A total of 56 COVID-19 studies have identified an association between the virus and auditory and vestibular problems. According to the new review, undertaken by The University of Manchester and NIHR Manchester Biomedical Research Centre (BRC) scientists, which pooled data from 24 of these studies, the prevalence of hearing loss is 7.6%, tinnitus is 14.8%, and vertigo is 7.2%.
Findings from the review, which was funded by NIHR Manchester Biomedical Research Centre (BRC), have been published in the International Journal of Audiology.
The data used in the review was primarily self-reported questionnaires or medical records relating to COVID-19 symptoms, rather than the more scientifically reliable hearing tests, however, the scientists have described the quality of the studies as “fair.”
Kevin Munro, Professor of Audiology at The University of Manchester and Manchester BRC Hearing Health Lead said: “There is an urgent need for a carefully conducted clinical and diagnostic study to understand the long-term effects of COVID-19 on the auditory system.
“It is also well-known that viruses such as measles, mumps and meningitis can cause hearing loss; little is understood about the auditory effects of the SARS-CoV-2 virus. Though this review provides further evidence for an association, the studies we looked at were of varying quality so more work needs to be done.”
Further exploring the impact of COVID-19
A recent study led by Professor Munro, suggested that more than 13% of patients who were discharged from a hospital reported a change in their hearing. Munro is now leading a year-long UK study to investigate the possible long-term impact of COVID-19 on hearing among people who have been previously treated in hospital for the virus in which he hopes to accurately estimate the number and severity of COVID-19 related hearing disorders in the UK, and discover what parts of the auditory system might be affected.

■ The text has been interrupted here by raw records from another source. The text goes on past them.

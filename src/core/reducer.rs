// reducer.rs - Best hit per query within one population

use crate::data::HitRecord;
use std::collections::btree_map::{BTreeMap, Entry};

/// One best hit per query for a single population
#[derive(Debug, Clone, Default)]
pub struct BestHitTable {
    /// Population label, e.g. "fungi"
    pub population: String,
    hits: BTreeMap<String, HitRecord>,
}

impl BestHitTable {
    pub fn new(population: impl Into<String>) -> Self {
        Self {
            population: population.into(),
            hits: BTreeMap::new(),
        }
    }

    pub fn get(&self, query_id: &str) -> Option<&HitRecord> {
        self.hits.get(query_id)
    }

    pub fn contains(&self, query_id: &str) -> bool {
        self.hits.contains_key(query_id)
    }

    pub fn len(&self) -> usize {
        self.hits.len()
    }

    pub fn is_empty(&self) -> bool {
        self.hits.is_empty()
    }

    /// Query ids in lexicographic order
    pub fn query_ids(&self) -> impl Iterator<Item = &str> {
        self.hits.keys().map(String::as_str)
    }

    pub fn iter(&self) -> impl Iterator<Item = (&str, &HitRecord)> {
        self.hits.iter().map(|(k, v)| (k.as_str(), v))
    }

    /// Fold one hit in. A later hit replaces the current best only with a strictly
    /// higher score, so the first of several equal maxima is kept.
    pub fn offer(&mut self, hit: HitRecord) {
        match self.hits.entry(hit.query_id.clone()) {
            Entry::Vacant(slot) => {
                slot.insert(hit);
            }
            Entry::Occupied(mut slot) => {
                if hit.rank_score() > slot.get().rank_score() {
                    slot.insert(hit);
                }
            }
        }
    }
}

/// Reduce a population's hits to its best hit per query.
///
/// Equivalent to a stable sort by descending bit score followed by taking the
/// first record of each query, computed as a single pass.
pub fn reduce<I>(records: I, population_tag: &str) -> BestHitTable
where
    I: IntoIterator<Item = HitRecord>,
{
    let mut table = BestHitTable::new(population_tag);
    for hit in records {
        table.offer(hit);
    }
    table
}

#[cfg(test)]
mod tests {
    use super::*;

    fn hit(query: &str, target: &str, score: f64) -> HitRecord {
        HitRecord {
            query_id: query.to_string(),
            target_id: target.to_string(),
            percent_identity: 95.0,
            alignment_length: 700,
            e_value: 0.0,
            bit_score: score,
            population_tag: format!("genome_{}", target),
            detail: None,
        }
    }

    #[test]
    fn test_one_best_hit_per_query() {
        let records = vec![
            hit("q1", "a", 10.0),
            hit("q2", "b", 5.0),
            hit("q1", "c", 50.0),
            hit("q1", "d", 20.0),
            hit("q2", "e", 7.5),
        ];
        let table = reduce(records, "fungi");

        assert_eq!(table.len(), 2);
        assert_eq!(table.population, "fungi");
        assert_eq!(table.get("q1").unwrap().bit_score, 50.0);
        assert_eq!(table.get("q1").unwrap().population_tag, "genome_c");
        assert_eq!(table.get("q2").unwrap().target_id, "e");
    }

    #[test]
    fn test_ties_keep_first_encountered() {
        let records = vec![hit("q1", "first", 42.0), hit("q1", "second", 42.0)];
        for _ in 0..5 {
            let table = reduce(records.clone(), "plant");
            assert_eq!(table.get("q1").unwrap().target_id, "first");
        }

        let reversed: Vec<_> = records.into_iter().rev().collect();
        assert_eq!(reduce(reversed, "plant").get("q1").unwrap().target_id, "second");
    }

    #[test]
    fn test_nan_never_wins() {
        let records = vec![hit("q1", "nan", f64::NAN), hit("q1", "real", -5.0)];
        assert_eq!(reduce(records, "a").get("q1").unwrap().target_id, "real");
    }

    #[test]
    fn test_empty_input() {
        let table = reduce(Vec::new(), "fungi");
        assert!(table.is_empty());
        assert_eq!(table.query_ids().count(), 0);
    }

    #[test]
    fn test_maximum_matches_brute_force() {
        let scores = [3.0, 9.0, 1.0, 9.0, 4.0, 7.0, 2.0, 8.0];
        let records: Vec<HitRecord> = scores
            .iter()
            .enumerate()
            .map(|(i, &s)| hit(&format!("q{}", i % 3), &i.to_string(), s))
            .collect();

        let table = reduce(records.clone(), "a");
        for (query, best) in table.iter() {
            let max = records
                .iter()
                .filter(|r| r.query_id == query)
                .map(|r| r.bit_score)
                .fold(f64::NEG_INFINITY, f64::max);
            assert_eq!(best.bit_score, max);
        }
        assert_eq!(table.len(), 3);
    }
}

They will also explore the association between these and other factors such as lifestyle, the presence of one or more additional conditions and critical care interventions.
PHD researcher, Ibrahim Almufarrij, said: “Though the evidence is of varying quality, more and more studies are being carried out so the evidence base is growing. What we really need are studies that compare COVID-19 cases with controls, such as patients admitted to hospital with other health conditions.

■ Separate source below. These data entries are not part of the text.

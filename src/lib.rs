// lib.rs - hgtscan library root

//! # hgtscan - Best-hit comparison pipeline for horizontal gene transfer candidates
//!
//! Query sequences are aligned against two populations (typically fungal and
//! plant genomes). For each population the best hit per query is kept; the two
//! best-hit tables are joined per query and every query gets a predominance
//! label and a differential score `bitscore_A - bitscore_B`. Queries whose score
//! exceeds a threshold are the transfer candidates.
//!
//! ## Stages
//!
//! - **filter**: raw aligner results to one tagged hit table
//! - **select**: subject sequences hit by a tagged table
//! - **compare**: best-hit reduction, reconciliation and candidate selection
//! - **extract**: candidate regions cut from the population A genome
//! - **housekeeping**: removal of candidates annotated as housekeeping genes
//!
//! ## Basic Usage
//!
//! ```rust,no_run
//! use hgtscan::prelude::*;
//! use std::path::Path;
//!
//! let schema_a = TableSchema::tagged(HitLayout::Full, "fungi_genome");
//! let schema_b = TableSchema::tagged(HitLayout::Reduced, "plant_genome");
//!
//! let fungi = load_hits(Path::new("fungi_hits.tsv"), &schema_a, "fungi", RowPolicy::Skip)?;
//! let plant = load_hits(Path::new("plant_hits.tsv"), &schema_b, "plant", RowPolicy::Skip)?;
//!
//! let table_a = reduce(fungi.records, "fungi");
//! let table_b = reduce(plant.records, "plant");
//! let (full, candidates) = reconcile_and_select(&table_a, &table_b, 0.0);
//! println!("{} queries, {} candidates", full.len(), candidates.len());
//! # Ok::<(), hgtscan::error::HgtError>(())
//! ```

pub mod cli;
pub mod core;
pub mod data;
pub mod error;
pub mod output;
pub mod pipeline;

// Convenience prelude for common imports
pub mod prelude {
    pub use crate::cli::{validate_args, Args, ValidationResult};
    pub use crate::core::{reconcile, reconcile_and_select, reduce, select_candidates};
    pub use crate::core::{BestHitTable, ComparisonRecord, ComparisonSummary, Predominance};
    pub use crate::data::loaders::load_hits;
    pub use crate::data::{HitLayout, HitRecord, RowPolicy, TableSchema};
    pub use crate::error::{HgtError, Result};
    pub use crate::output::{write_comparison_outputs, ComparisonColumns};
}

// Re-export main types at the root level for convenience
pub use crate::cli::{Args, ValidationResult};
pub use crate::core::{BestHitTable, ComparisonRecord, Predominance};
pub use crate::data::{HitRecord, RowPolicy, TableSchema};
pub use crate::error::HgtError;

/// Library version
pub const VERSION: &str = env!("CARGO_PKG_VERSION");

/// Get library information
pub fn get_info() -> String {
    format!(
        "hgtscan v{} - Best-hit comparison for horizontal gene transfer candidates",
        VERSION
    )
}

“Though caution needs to be taken, we hope this study will add to the weight of scientific evidence that there is a strong association between COVID-19 and hearing problems.”
Munro added: “Over the last few months I have received numerous emails from people who reported a change in their hearing, or tinnitus, after having COVID-19. While this is alarming, caution is required as it is unclear if changes to hearing are directly attributed to COVID-19 or to other factors, such as treatments to deliver urgent care.”